- Opening Delimiter -

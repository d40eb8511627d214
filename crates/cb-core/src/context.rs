//! Context window assembly for a single turn.

use std::sync::Arc;

use crate::{
    config::ConversationConfig,
    domain::{BlockRange, Role, SummaryBlock, Turn, UserId},
    model::types::ChatMessage,
    policy::Tier,
    store::port::{MessageStore, SummaryStore, TurnQuery},
    Result,
};

#[derive(Clone, Copy, Debug, PartialEq, Eq)]
pub enum EntryKind {
    Summary(BlockRange),
    Turn,
}

/// One message of the assembled context. Never persisted.
#[derive(Clone, Debug, PartialEq, Eq)]
pub struct ContextEntry {
    pub role: Role,
    pub content: String,
    pub kind: EntryKind,
}

impl ContextEntry {
    /// Summaries are framed as prior grounding, sent with the user role.
    pub fn from_summary(block: &SummaryBlock) -> Self {
        Self {
            role: Role::User,
            content: format!(
                "[CONTEXT messages {}-{}] {}",
                block.block_start, block.block_end, block.summary
            ),
            kind: EntryKind::Summary(block.range()),
        }
    }

    pub fn from_turn(turn: Turn) -> Self {
        Self {
            role: turn.role,
            content: turn.content,
            kind: EntryKind::Turn,
        }
    }

    pub fn is_summary(&self) -> bool {
        matches!(self.kind, EntryKind::Summary(_))
    }
}

#[derive(Clone, Copy, Debug, PartialEq, Eq)]
pub enum ContextSource {
    RawWindow,
    Summarized { blocks: usize },
}

/// Why a premium turn ran on the raw window only.
#[derive(Clone, Debug, PartialEq, Eq)]
pub enum DegradedReason {
    SummarizationFailed(String),
    SummaryReadFailed(String),
}

#[derive(Clone, Debug)]
pub struct AssembledContext {
    pub entries: Vec<ContextEntry>,
    pub source: ContextSource,
    pub degraded: Option<DegradedReason>,
}

impl AssembledContext {
    pub fn len(&self) -> usize {
        self.entries.len()
    }

    pub fn is_empty(&self) -> bool {
        self.entries.is_empty()
    }

    /// Completion messages with the current user message appended last.
    pub fn into_messages(self, current: &str) -> Vec<ChatMessage> {
        let mut out: Vec<ChatMessage> = self
            .entries
            .into_iter()
            .map(|e| ChatMessage {
                role: e.role,
                content: e.content,
            })
            .collect();
        out.push(ChatMessage::user(current));
        out
    }
}

pub struct ContextAssembler {
    messages: Arc<dyn MessageStore>,
    summaries: Arc<dyn SummaryStore>,
    recent_limit: usize,
}

impl ContextAssembler {
    pub fn new(
        cfg: &ConversationConfig,
        messages: Arc<dyn MessageStore>,
        summaries: Arc<dyn SummaryStore>,
    ) -> Self {
        Self {
            messages,
            summaries,
            recent_limit: cfg.recent_limit,
        }
    }

    /// Build the context for `user` on `tier`.
    ///
    /// Free: the newest `recent_limit` turns, oldest first.
    /// Premium: every summary block (oldest first) followed by the same window.
    /// A failed summary read degrades to the free-tier result; only a failed
    /// window read is an error.
    pub async fn load_context(&self, user: UserId, tier: Tier) -> Result<AssembledContext> {
        match tier {
            Tier::Free => self.raw_context(user, None).await,
            Tier::Premium => self.summarized_context(user).await,
        }
    }

    /// The free-tier window, tagged with the reason a premium turn fell back to it.
    pub async fn raw_context(
        &self,
        user: UserId,
        degraded: Option<DegradedReason>,
    ) -> Result<AssembledContext> {
        let entries = self.recent_window(user).await?;
        tracing::debug!(
            user = %user,
            entries = entries.len(),
            degraded = degraded.is_some(),
            "context: raw window"
        );
        Ok(AssembledContext {
            entries,
            source: ContextSource::RawWindow,
            degraded,
        })
    }

    async fn summarized_context(&self, user: UserId) -> Result<AssembledContext> {
        let blocks = match self.summaries.query_summaries(user).await {
            Ok(blocks) => blocks,
            Err(e) => {
                tracing::warn!(
                    user = %user,
                    error = %e,
                    "summary read failed; falling back to raw window"
                );
                return self
                    .raw_context(user, Some(DegradedReason::SummaryReadFailed(e.to_string())))
                    .await;
            }
        };

        let mut entries: Vec<ContextEntry> = blocks.iter().map(ContextEntry::from_summary).collect();
        entries.extend(self.recent_window(user).await?);

        tracing::debug!(
            user = %user,
            blocks = blocks.len(),
            entries = entries.len(),
            "context: summarized"
        );
        Ok(AssembledContext {
            entries,
            source: ContextSource::Summarized {
                blocks: blocks.len(),
            },
            degraded: None,
        })
    }

    async fn recent_window(&self, user: UserId) -> Result<Vec<ContextEntry>> {
        let mut turns = self
            .messages
            .query_turns(user, TurnQuery::recent(self.recent_limit))
            .await?;
        turns.reverse();
        Ok(turns.into_iter().map(ContextEntry::from_turn).collect())
    }
}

- Closing Delimiter -

REQUIRED WORK
Your answer must be an exact copy of every entry above.

ANSWER SECTION
repository d40eb8511627d214
filename crates/cb-core/src/context.rs
//! Context window assembly for a single turn.

use std::sync::Arc;

use crate::{
    config::ConversationConfig,
    domain::{BlockRange, Role, SummaryBlock, Turn, UserId},
    model::types::ChatMessage,
    policy::Tier,
    store::port::{MessageStore, SummaryStore, TurnQuery},
    Result,
};

#[derive(Clone, Copy, Debug, PartialEq, Eq)]
pub enum EntryKind {
    Summary(BlockRange),
    Turn,
}

/// One message of the assembled context. Never persisted.
#[derive(Clone, Debug, PartialEq, Eq)]
pub struct ContextEntry {
    pub role: Role,
    pub content: String,
    pub kind: EntryKind,
}

impl ContextEntry {
    /// Summaries are framed as prior grounding, sent with the user role.
    pub fn from_summary(block: &SummaryBlock) -> Self {
        Self {
            role: Role::User,
            content: format!(
                "[CONTEXT messages {}-{}] {}",
                block.block_start, block.block_end, block.summary
            ),
            kind: EntryKind::Summary(block.range()),
        }
    }

    pub fn from_turn(turn: Turn) -> Self {
        Self {
            role: turn.role,
            content: turn.content,
            kind: EntryKind::Turn,
        }
    }

    pub fn is_summary(&self) -> bool {
        matches!(self.kind, EntryKind::Summary(_))
    }
}

#[derive(Clone, Copy, Debug, PartialEq, Eq)]
pub enum ContextSource {
    RawWindow,
    Summarized { blocks: usize },
}

/// Why a premium turn ran on the raw window only.
#[derive(Clone, Debug, PartialEq, Eq)]
pub enum DegradedReason {
    SummarizationFailed(String),
    SummaryReadFailed(String),
}

#[derive(Clone, Debug)]
pub struct AssembledContext {
    pub entries: Vec<ContextEntry>,
    pub source: ContextSource,
    pub degraded: Option<DegradedReason>,
}

impl AssembledContext {
    pub fn len(&self) -> usize {
        self.entries.len()
    }

    pub fn is_empty(&self) -> bool {
        self.entries.is_empty()
    }

    /// Completion messages with the current user message appended last.
    pub fn into_messages(self, current: &str) -> Vec<ChatMessage> {
        let mut out: Vec<ChatMessage> = self
            .entries
            .into_iter()
            .map(|e| ChatMessage {
                role: e.role,
                content: e.content,
            })
            .collect();
        out.push(ChatMessage::user(current));
        out
    }
}

pub struct ContextAssembler {
    messages: Arc<dyn MessageStore>,
    summaries: Arc<dyn SummaryStore>,
    recent_limit: usize,
}

impl ContextAssembler {
    pub fn new(
        cfg: &ConversationConfig,
        messages: Arc<dyn MessageStore>,
        summaries: Arc<dyn SummaryStore>,
    ) -> Self {
        Self {
            messages,
            summaries,
            recent_limit: cfg.recent_limit,
        }
    }

    /// Build the context for `user` on `tier`.
    ///
    /// Free: the newest `recent_limit` turns, oldest first.
    /// Premium: every summary block (oldest first) followed by the same window.
    /// A failed summary read degrades to the free-tier result; only a failed
    /// window read is an error.
    pub async fn load_context(&self, user: UserId, tier: Tier) -> Result<AssembledContext> {
        match tier {
            Tier::Free => self.raw_context(user, None).await,
            Tier::Premium => self.summarized_context(user).await,
        }
    }

    /// The free-tier window, tagged with the reason a premium turn fell back to it.
    pub async fn raw_context(
        &self,
        user: UserId,
        degraded: Option<DegradedReason>,
    ) -> Result<AssembledContext> {
        let entries = self.recent_window(user).await?;
        tracing::debug!(
            user = %user,
            entries = entries.len(),
            degraded = degraded.is_some(),
            "context: raw window"
        );
        Ok(AssembledContext {
            entries,
            source: ContextSource::RawWindow,
            degraded,
        })
    }

    async fn summarized_context(&self, user: UserId) -> Result<AssembledContext> {
        let blocks = match self.summaries.query_summaries(user).await {
            Ok(blocks) => blocks,
            Err(e) => {
                tracing::warn!(
                    user = %user,
                    error = %e,
                    "summary read failed; falling back to raw window"
                );
                return self
                    .raw_context(user, Some(DegradedReason::SummaryReadFailed(e.to_string())))
                    .await;
            }
        };

        let mut entries: Vec<ContextEntry> = blocks.iter().map(ContextEntry::from_summary).collect();
        entries.extend(self.recent_window(user).await?);

        tracing::debug!(
            user = %user,
            blocks = blocks.len(),
            entries = entries.len(),
            "context: summarized"
        );
        Ok(AssembledContext {
            entries,
            source: ContextSource::Summarized {
                blocks: blocks.len(),
            },
            degraded: None,
        })
    }

    async fn recent_window(&self, user: UserId) -> Result<Vec<ContextEntry>> {
        let mut turns = self
            .messages
            .query_turns(user, TurnQuery::recent(self.recent_limit))
            .await?;
        turns.reverse();
        Ok(turns.into_iter().map(ContextEntry::from_turn).collect())
    }
}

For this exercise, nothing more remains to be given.